> **Description of the task**:
Return the whole listing exactly as it stands.

------------

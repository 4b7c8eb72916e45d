// The drawing canvas: the committed surface plus the preview overlay that
// sits on top of it while a shape is being dragged out.

use image::{imageops, RgbaImage};
use tracing::{info, trace};
use webpaint_core::{Color, PaintError, PixelSurface, PreviewSurface, Surface};

use crate::editor::history::Snapshot;

#[derive(Debug, Clone)]
pub struct Canvas {
    surface: PixelSurface,
    preview: PreviewSurface,
    background: Color,
}

impl Canvas {
    pub fn new(width: u32, height: u32, background: Color) -> Result<Self, PaintError> {
        info!(
            "Creating new canvas of size {}x{} with background color {}",
            width, height, background
        );

        let surface = PixelSurface::new(width, height, background)?;
        let preview = PreviewSurface::new(width, height)?;
        trace!("Canvas created");

        Ok(Self {
            surface,
            preview,
            background,
        })
    }

    pub fn surface(&self) -> &PixelSurface {
        &self.surface
    }

    pub fn surface_mut(&mut self) -> &mut PixelSurface {
        &mut self.surface
    }

    pub fn preview(&self) -> &PreviewSurface {
        &self.preview
    }

    pub fn preview_mut(&mut self) -> &mut PreviewSurface {
        &mut self.preview
    }

    pub fn background(&self) -> Color {
        self.background
    }

    pub fn width(&self) -> u32 {
        self.surface.width()
    }

    pub fn height(&self) -> u32 {
        self.surface.height()
    }

    // Paint the committed surface with the background and drop any preview
    pub fn clear(&mut self) {
        info!("Clearing canvas");
        self.surface.fill(self.background);
        self.preview.clear();
        trace!("Canvas cleared");
    }

    /// Reallocate both surfaces. Committed content stays anchored at the
    /// top-left corner; area beyond the old bounds becomes background.
    pub fn resize(&mut self, width: u32, height: u32) -> Result<(), PaintError> {
        info!(
            "Resizing canvas from {}x{} to {}x{}",
            self.width(),
            self.height(),
            width,
            height
        );
        // Validate both before touching either so a bad size leaves us intact.
        let preview = PreviewSurface::new(width, height)?;
        self.surface.resize(width, height, self.background)?;
        self.preview = preview;
        Ok(())
    }

    pub fn snapshot(&self) -> Snapshot {
        Snapshot::capture(&self.surface)
    }

    pub fn restore(&mut self, snapshot: &Snapshot) {
        trace!("Restoring snapshot {:?}", snapshot.dimensions());
        self.surface.restore(snapshot.image(), self.background);
        self.preview.clear();
    }

    /// What the user sees: committed pixels with the preview overlay on top.
    pub fn composited(&self) -> RgbaImage {
        let mut out = self.surface.as_image().clone();
        if !self.preview.is_blank() {
            imageops::overlay(&mut out, self.preview.as_image(), 0, 0);
        }
        out
    }
}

------------

> **Task answer**:
repository 4b7c8eb72916e45d
// The drawing canvas: the committed surface plus the preview overlay that
// sits on top of it while a shape is being dragged out.

use image::{imageops, RgbaImage};
use tracing::{info, trace};
use webpaint_core::{Color, PaintError, PixelSurface, PreviewSurface, Surface};

use crate::editor::history::Snapshot;

#[derive(Debug, Clone)]
pub struct Canvas {
    surface: PixelSurface,
    preview: PreviewSurface,
    background: Color,
}

impl Canvas {
    pub fn new(width: u32, height: u32, background: Color) -> Result<Self, PaintError> {
        info!(
            "Creating new canvas of size {}x{} with background color {}",
            width, height, background
        );

        let surface = PixelSurface::new(width, height, background)?;
        let preview = PreviewSurface::new(width, height)?;
        trace!("Canvas created");

        Ok(Self {
            surface,
            preview,
            background,
        })
    }

    pub fn surface(&self) -> &PixelSurface {
        &self.surface
    }

    pub fn surface_mut(&mut self) -> &mut PixelSurface {
        &mut self.surface
    }

    pub fn preview(&self) -> &PreviewSurface {
        &self.preview
    }

    pub fn preview_mut(&mut self) -> &mut PreviewSurface {
        &mut self.preview
    }

    pub fn background(&self) -> Color {
        self.background
    }

    pub fn width(&self) -> u32 {
        self.surface.width()
    }

    pub fn height(&self) -> u32 {
        self.surface.height()
    }

    // Paint the committed surface with the background and drop any preview
    pub fn clear(&mut self) {
        info!("Clearing canvas");
        self.surface.fill(self.background);
        self.preview.clear();
        trace!("Canvas cleared");
    }

    /// Reallocate both surfaces. Committed content stays anchored at the
    /// top-left corner; area beyond the old bounds becomes background.
    pub fn resize(&mut self, width: u32, height: u32) -> Result<(), PaintError> {
        info!(
            "Resizing canvas from {}x{} to {}x{}",
            self.width(),
            self.height(),
            width,
            height
        );
        // Validate both before touching either so a bad size leaves us intact.
        let preview = PreviewSurface::new(width, height)?;
        self.surface.resize(width, height, self.background)?;
        self.preview = preview;
        Ok(())
    }

    pub fn snapshot(&self) -> Snapshot {
        Snapshot::capture(&self.surface)
    }

    pub fn restore(&mut self, snapshot: &Snapshot) {
        trace!("Restoring snapshot {:?}", snapshot.dimensions());
        self.surface.restore(snapshot.image(), self.background);
        self.preview.clear();
    }

    /// What the user sees: committed pixels with the preview overlay on top.
    pub fn composited(&self) -> RgbaImage {
        let mut out = self.surface.as_image().clone();
        if !self.preview.is_blank() {
            imageops::overlay(&mut out, self.preview.as_image(), 0, 0);
        }
        out
    }
}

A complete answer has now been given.